Accepts Healthy Volunteers?

Details

Lead Sponsor:

Curis, Inc.

Treatments:

Cisplatin

Criteria

Inclusion Criteria:

- Subjects with locally advanced, pathologically confirmed diagnosis of squamous cell
carcinoma of the head and neck at the following sites: oral cavity, oropharynx,
hypopharynx and larynx with either:

- Stage IV p16 positive tumors and >10 pack-years smoking history.

- Stage III/IV p16 negative tumors, regardless of smoking history.

- At least evaluable disease; one measurable site of disease according to RECIST
(Version 1.1) criteria (at least 10 mm for conventional CT/MRI or spiral CT scan) is
desirable.

- Subjects enrolled in the MTD expansion cohort must have at least 1 tumor lesion that
is suitable for repeat biopsy (pre- and post-CUDC-101 infusion).

- Age ≥ 18 years

- ECOG performance < 2

- Life expectancy ≥ 3 months

- If female, neither pregnant nor lactating

- If of child bearing potential, must use adequate birth control throughout the
participation in the treatment phase and for 60 days following the last study
treatment.

- Absolute neutrophil count ≥ 1,800/µL; platelets ≥ 100,000/µL; hemoglobin ≥ 8.0 g/dL,
creatinine ≤ 1.5x upper limit of normal (ULN); total bilirubin ≤ 1.5x ULN; AST/ALT ≤ 2
x ULN.

- Serum magnesium and potassium within normal limits (may be supplemented to achieve
normal values)

- Able to render informed consent and to follow protocol requirements.

Exclusion Criteria:

- Prior radiotherapy to the region of the study cancer or adjacent anatomical sites, or
> 25% of marrow-bearing area.

- Prior chemotherapy for the current indication.

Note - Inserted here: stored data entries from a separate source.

//! Scoped reference handle
//!
//! A [`RefHandle`] owns exactly one unit of a resource's open count. Dropping
//! it closes once; cloning it opens once. There is no way to detach the
//! reference from the handle, so every acquired reference is released.

use std::fmt;
use std::ops::Deref;
use std::sync::Arc;

use shared_types::CoreResult;

use crate::lifecycle::Managed;

/// Owned reference to a [`Managed`] resource.
pub struct RefHandle<T: Managed> {
    inner: Arc<T>,
}

impl<T: Managed> RefHandle<T> {
    /// Wrap a reference the caller already holds (for example the implicit
    /// initial reference of a freshly built resource).
    pub fn adopt(inner: Arc<T>) -> Self {
        Self { inner }
    }

    /// Open a new reference and wrap it.
    pub fn open(inner: &Arc<T>) -> CoreResult<Self> {
        inner.open()?;
        Ok(Self {
            inner: Arc::clone(inner),
        })
    }

    /// The shared resource. Holding the `Arc` does not hold a reference.
    pub fn arc(&self) -> &Arc<T> {
        &self.inner
    }

    /// Whether two handles point at the same resource.
    pub fn ptr_eq(a: &Self, b: &Self) -> bool {
        Arc::ptr_eq(&a.inner, &b.inner)
    }
}

impl<T: Managed> Clone for RefHandle<T> {
    fn clone(&self) -> Self {
        if !self.inner.lifecycle().retain() {
            tracing::warn!(
                resource = %self.inner.lifecycle().name(),
                "[ch-02] Integrity: cloned a handle whose count is zero"
            );
        }
        Self {
            inner: Arc::clone(&self.inner),
        }
    }
}

impl<T: Managed> Deref for RefHandle<T> {
    type Target = T;

    fn deref(&self) -> &T {
        &self.inner
    }
}

impl<T: Managed> Drop for RefHandle<T> {
    fn drop(&mut self) {
        self.inner.close();
    }
}

impl<T: Managed> fmt::Debug for RefHandle<T> {
    fn fmt(&self, f: &mut fmt::Formatter<'_>) -> fmt::Result {
        f.debug_struct("RefHandle")
            .field("lifecycle", self.inner.lifecycle())
            .finish()
    }
}

#[cfg(test)]
mod tests {
    use super::*;
    use crate::lifecycle::Lifecycle;
    use crate::LifecycleState;
    use std::sync::atomic::{AtomicUsize, Ordering};

    struct Res {
        lifecycle: Lifecycle,
        teardowns: AtomicUsize,
    }

    impl Managed for Res {
        fn lifecycle(&self) -> &Lifecycle {
            &self.lifecycle
        }

        fn teardown(&self) {
            self.teardowns.fetch_add(1, Ordering::SeqCst);
        }
    }

    fn inited() -> Arc<Res> {
        let res = Arc::new(Res {
            lifecycle: Lifecycle::new("res"),
            teardowns: AtomicUsize::new(0),
        });
        res.lifecycle.mark_inited().unwrap();
        res
    }

    #[test]
    fn test_drop_closes_once() {
        let res = inited();
        {
            let _h = RefHandle::open(&res).unwrap();
            assert_eq!(res.lifecycle.open_count(), 2);
        }
        assert_eq!(res.lifecycle.open_count(), 1);
        assert_eq!(res.teardowns.load(Ordering::SeqCst), 0);
    }

    #[test]
    fn test_clone_opens_again() {
        let res = inited();
        let owner = RefHandle::adopt(Arc::clone(&res));
        let copy = owner.clone();
        assert!(RefHandle::ptr_eq(&owner, &copy));
        assert_eq!(res.lifecycle.open_count(), 2);

        drop(owner);
        assert_eq!(res.teardowns.load(Ordering::SeqCst), 0);
        drop(copy);
        assert_eq!(res.teardowns.load(Ordering::SeqCst), 1);
        assert_eq!(res.lifecycle.state(), LifecycleState::Closed);
    }

    #[test]
    fn test_open_on_closed_resource_fails() {
        let res = inited();
        drop(RefHandle::adopt(Arc::clone(&res)));
        assert!(RefHandle::open(&res).is_err());
    }
}
impl CoreContainer {
    pub fn new(
        role: impl Into<String>,
        default_core_name: impl Into<String>,
        ctx: Arc<ProcessContext>,
    ) -> Self {
        Self {
            role: role.into(),
            default_core_name: default_core_name.into(),
            ctx,
            cores: RwLock::new(BTreeMap::new()),
            declared: RwLock::new(BTreeMap::new()),
            failures: Mutex::new(Vec::new()),
            inited: AtomicBool::new(false),
            on_inited_done: AtomicBool::new(false),
            shut_down: AtomicBool::new(false),
        }
    }

    pub fn role(&self) -> &str {
        &self.role
    }

    pub fn default_core_name(&self) -> &str {
        &self.default_core_name
    }

    pub fn is_shut_down(&self) -> bool {
        self.shut_down.load(Ordering::Acquire)
    }

    /// Load every core declared under `roles.<role>.cores`. Valid once.
    ///
    /// A core that fails to load is recorded in [`Self::init_failures`]
    /// and the remaining cores still load. Returns the number registered.
    pub fn init(&self, root: &ConfigNode) -> CoreResult<usize> {
        if self.inited.swap(true, Ordering::AcqRel) {
            return Err(CoreError::contract(
                format!("container:{}", self.role),
                "already initialized",
            ));
        }

        let entries = root.nodes(&role_cores_path(&self.role));
        let mut loaded = 0;
        for (idx, node) in entries.iter().enumerate() {
            let descriptor = match CoreDescriptor::from_config(&self.role, node) {
                Ok(d) => d,
                Err(e) => {
                    let name = node
                        .get_str("name")
                        .map(str::to_string)
                        .unwrap_or_else(|| format!("{}[{idx}]", role_cores_path(&self.role)));
                    self.record_failure(&name, &e);
                    continue;
                }
            };
            let name = descriptor.name().to_string();
            if self.declared.read().contains_key(&name) {
                let e = CoreError::config(node.context("name"), format!("duplicate core '{name}'"));
                self.record_failure(&name, &e);
                continue;
            }
            self.declared.write().insert(name.clone(), descriptor.clone());

            match self.build_core(&descriptor) {
                Ok(core) => {
                    self.register(&name, core, false);
                    loaded += 1;
                }
                Err(e) => self.record_failure(&name, &e),
            }
        }

        info!(
            role = %self.role,
            declared = entries.len(),
            loaded,
            failed = self.failures.lock().len(),
            "[container] Container initialized"
        );
        Ok(loaded)
    }

    /// Build and initialize a core without registering it.
    fn build_core(&self, descriptor: &CoreDescriptor) -> CoreResult<Arc<Core>> {
        let factory = self
            .ctx
            .core_factory(descriptor.factory())
            .map_err(|e| e.within(descriptor.name()))?;
        let core = factory.create(descriptor, &self.ctx)?;
        core.on_inited()?;
        Ok(core)
    }

    fn record_failure(&self, name: &str, err: &CoreError) {
        CORE_INIT_FAILURES.inc();
        error!(role = %self.role, core = %name, error = %err, "[container] Core failed to load");
        let mut failures = self.failures.lock();
        failures.retain(|f| f.name != name);
        failures.push(InitFailure {
            name: name.to_string(),
            kind: err.kind(),
            message: err.to_string(),
        });
    }

    fn clear_failure(&self, name: &str) {
        self.failures.lock().retain(|f| f.name != name);
    }

    /// Open a reference to a registered core. An empty name means the
    /// default core. `None` when absent or already closing.
    pub fn get_core(&self, name: &str) -> Option<RefHandle<Core>> {
        let name = if name.is_empty() {
            self.default_core_name.as_str()
        } else {
            name
        };
        let cores = self.cores.read();
        let registered = cores.get(name)?;
        match RefHandle::open(registered.arc()) {
            Ok(handle) => Some(handle),
            Err(e) => {
                debug!(core = %name, error = %e, "[container] Core not available");
                None
            }
        }
    }

    /// Register `core` under `name`, taking over its initial reference.
    ///
    /// The displaced core, if any, is returned still open when
    /// `return_previous` is set; otherwise it is closed once, after the map
    /// lock is released.
    pub fn register(
        &self,
        name: &str,
        core: Arc<Core>,
        return_previous: bool,
    ) -> Option<RefHandle<Core>> {
        let handle = RefHandle::adopt(core);
        let descriptor = handle.descriptor().clone();
        // The flag is read under the map lock that shutdown drains with.
        let previous = {
            let mut cores = self.cores.write();
            if self.is_shut_down() {
                Err(handle)
            } else {
                Ok(cores.insert(name.to_string(), handle))
            }
        };
        let previous = match previous {
            Ok(previous) => previous,
            Err(handle) => {
                warn!(role = %self.role, core = %name, "[container] Register after shutdown, closing core");
                drop(handle);
                return None;
            }
        };
        self.declared
            .write()
            .entry(name.to_string())
            .or_insert(descriptor);
        self.clear_failure(name);
        debug!(
            role = %self.role,
            core = %name,
            replaced = previous.is_some(),
            "[container] Core registered"
        );

        if return_previous {
            previous
        } else {
            drop(previous);
            None
        }
    }

    /// Names of registered cores, sorted.
    pub fn core_names(&self) -> Vec<String> {
        self.cores.read().keys().cloned().collect()
    }

    pub fn contains(&self, name: &str) -> bool {
        self.cores.read().contains_key(name)
    }

    /// Whether `name` is registered or was declared here.
    pub fn knows(&self, name: &str) -> bool {
        self.declared.read().contains_key(name) || self.contains(name)
    }

    pub fn init_failures(&self) -> Vec<InitFailure> {
        self.failures.lock().clone()
    }

    /// Declaration behind `name`, whether or not it loaded.
    pub fn descriptor(&self, name: &str) -> Option<CoreDescriptor> {
        self.declared.read().get(name).cloned()
    }

    /// Build a fresh core from the same declaration and swap it in. The
    /// old core closes once its in-flight references are released.
    pub fn reload(&self, name: &str) -> CoreResult<()> {
        let descriptor = self
            .descriptor(name)
            .ok_or_else(|| CoreError::NotFound(format!("core '{name}'")))?;
        match self.build_core(&descriptor) {
            Ok(core) => {
                self.register(name, core, false);
                info!(role = %self.role, core = %name, "[container] Core reloaded");
                Ok(())
            }
            Err(e) => {
                self.record_failure(name, &e);
                Err(e)
            }
        }
    }

    /// Remove `name` and close it.
    pub fn unload(&self, name: &str) -> CoreResult<()> {
        let removed = self.cores.write().remove(name);
        let declared = self.declared.write().remove(name);
        self.clear_failure(name);
        match (removed, declared) {
            (None, None) => Err(CoreError::NotFound(format!("core '{name}'"))),
            (removed, _) => {
                drop(removed);
                info!(role = %self.role, core = %name, "[container] Core unloaded");
                Ok(())
            }
        }
    }

    /// Exchange the registrations of `a` and `b`. Neither core is closed.
    pub fn swap(&self, a: &str, b: &str) -> CoreResult<()> {
        if a == b {
            return if self.contains(a) {
                Ok(())
            } else {
                Err(CoreError::NotFound(format!("core '{a}'")))
            };
        }
        {
            let mut cores = self.cores.write();
            for name in [a, b] {
                if !cores.contains_key(name) {
                    return Err(CoreError::NotFound(format!("core '{name}'")));
                }
            }
            let (Some(first), Some(second)) = (cores.remove(a), cores.remove(b)) else {
                return Err(CoreError::NotFound(format!("core '{a}' or '{b}'")));
            };
            cores.insert(a.to_string(), second);
            cores.insert(b.to_string(), first);
        }
        {
            let mut declared = self.declared.write();
            let first = declared.remove(a);
            let second = declared.remove(b);
            if let Some(d) = second {
                declared.insert(a.to_string(), d);
            }
            if let Some(d) = first {
                declared.insert(b.to_string(), d);
            }
        }
        info!(role = %self.role, a, b, "[container] Cores swapped");
        Ok(())
    }

    /// Re-create `old` under `new` and unload `old`.
    pub fn rename(&self, old: &str, new: &str) -> CoreResult<()> {
        validate_core_name(new)?;
        if self.knows(new) {
            return Err(CoreError::config(
                format!("container:{}", self.role),
                format!("core '{new}' already exists"),
            ));
        }
        let descriptor = self
            .descriptor(old)
            .ok_or_else(|| CoreError::NotFound(format!("core '{old}'")))?
            .renamed(new);
        let core = self.build_core(&descriptor)?;
        self.declared.write().insert(new.to_string(), descriptor);
        self.register(new, core, false);
        self.unload(old)?;
        info!(role = %self.role, old, new, "[container] Core renamed");
        Ok(())
    }

    /// Build and register a core that was not declared at start-up.
    pub fn create(&self, descriptor: CoreDescriptor) -> CoreResult<()> {
        let name = descriptor.name().to_string();
        validate_core_name(&name)?;
        if self.knows(&name) {
            return Err(CoreError::config(
                format!("container:{}", self.role),
                format!("core '{name}' already exists"),
            ));
        }
        let core = match self.build_core(&descriptor) {
            Ok(core) => core,
            Err(e) => {
                self.record_failure(&name, &e);
                return Err(e);
            }
        };

        let handle = RefHandle::adopt(core);
        let rejected = {
            let mut cores = self.cores.write();
            let context = format!("container:{}", self.role);
            if self.is_shut_down() {
                Some((handle, CoreError::contract(context, "container is shut down")))
            } else if cores.contains_key(&name) {
                let err = CoreError::config(context, format!("core '{name}' already exists"));
                Some((handle, err))
            } else {
                cores.insert(name.clone(), handle);
                None
            }
        };
        if let Some((handle, err)) = rejected {
            drop(handle);
            return Err(err);
        }
        self.declared.write().insert(name.clone(), descriptor);
        self.clear_failure(&name);
        info!(role = %self.role, core = %name, "[container] Core created");
        Ok(())
    }

    /// Publish the container to monitoring. Valid once.
    pub fn on_inited(self: &Arc<Self>) -> CoreResult<()> {
        if self.on_inited_done.swap(true, Ordering::AcqRel) {
            return Err(CoreError::contract(
                format!("container:{}", self.role),
                "on_inited already ran",
            ));
        }
        self.ctx.monitors().register(
            CONTAINER_MONITOR_SCOPE,
            &self.role,
            Arc::clone(self) as Arc<dyn Monitorable>,
        );
        info!(
            role = %self.role,
            cores = self.cores.read().len(),
            "[container] Container ready"
        );
        Ok(())
    }

    /// Close every registered core. Idempotent. A core whose close panics
    /// is logged and the rest still close.
    pub fn shutdown(&self) -> usize {
        let drained = {
            let mut cores = self.cores.write();
            if self.shut_down.swap(true, Ordering::AcqRel) {
                return 0;
            }
            std::mem::take(&mut *cores)
        };
        self.ctx
            .monitors()
            .unregister(&MonitorRegistry::key(CONTAINER_MONITOR_SCOPE, &self.role));

        let mut closed = 0;
        for (name, handle) in drained {
            match catch_unwind(AssertUnwindSafe(move || drop(handle))) {
                Ok(()) => closed += 1,
                Err(_) => error!(role = %self.role, core = %name, "[container] Core close panicked"),
            }
        }
        info!(role = %self.role, closed, "[container] Container shut down");
        closed
    }

    pub fn status(&self) -> NamedList {
        let registered: Vec<(String, Arc<Core>)> = self
            .cores
            .read()
            .iter()
            .map(|(name, handle)| (name.clone(), Arc::clone(handle.arc())))
            .collect();
        let cores: NamedList = registered
            .into_iter()
            .map(|(name, core)| (name, core.describe()))
            .collect();
        let failures: NamedList = self
            .init_failures()
            .into_iter()
            .map(|f| {
                let entry = NamedList::new()
                    .with("kind", f.kind.to_string())
                    .with("message", f.message);
                (f.name, entry)
            })
            .collect();
        NamedList::new()
            .with("role", self.role.as_str())
            .with("default_core", self.default_core_name.as_str())
            .with("cores", cores)
            .with("init_failures", failures)
    }
}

- Prior therapy that specifically and directly targets EGFR, HER2 or HDAC.

- Use of investigational agent(s) within 30 days prior to study treatment.

- Primary tumor site of nasopharynx, sinuses, or salivary gland.

- History of cardiac disease with a New York Heart Association (NYHA) Class II or
greater congestive heart failure (CHF), myocardial infarction (MI) or unstable angina
in the past 6 months prior to Day 1 of treatment, serious arrhythmias requiring
medication for treatment.

- Patients with prolonged QTc Interval >450 msec.

- Acquired Immune Deficiency Syndrome (AIDS) or known infection with human
immunodeficiency virus (HIV). Testing is not required.

- Known history of gastrointestinal bleeding, ulceration, or perforation within 6 months
prior to study treatment.

- Known history of stroke or cerebrovascular accident within 6 months prior to study
treatment.

- Symptomatic cardiac conduction abnormality within 12 months prior to study treatment.

- Prior history of hearing impairment.

- Known history of renal disease or ongoing renal impairment.

- Any uncontrolled condition (such as active systemic infection, diabetes,
hypertension), which in the opinion of the investigator, could affect the subjects
participation in the study.

- Prior allergic reaction to cisplatin, carboplatin or other platinum-containing
compounds.

- Central nervous system metastases.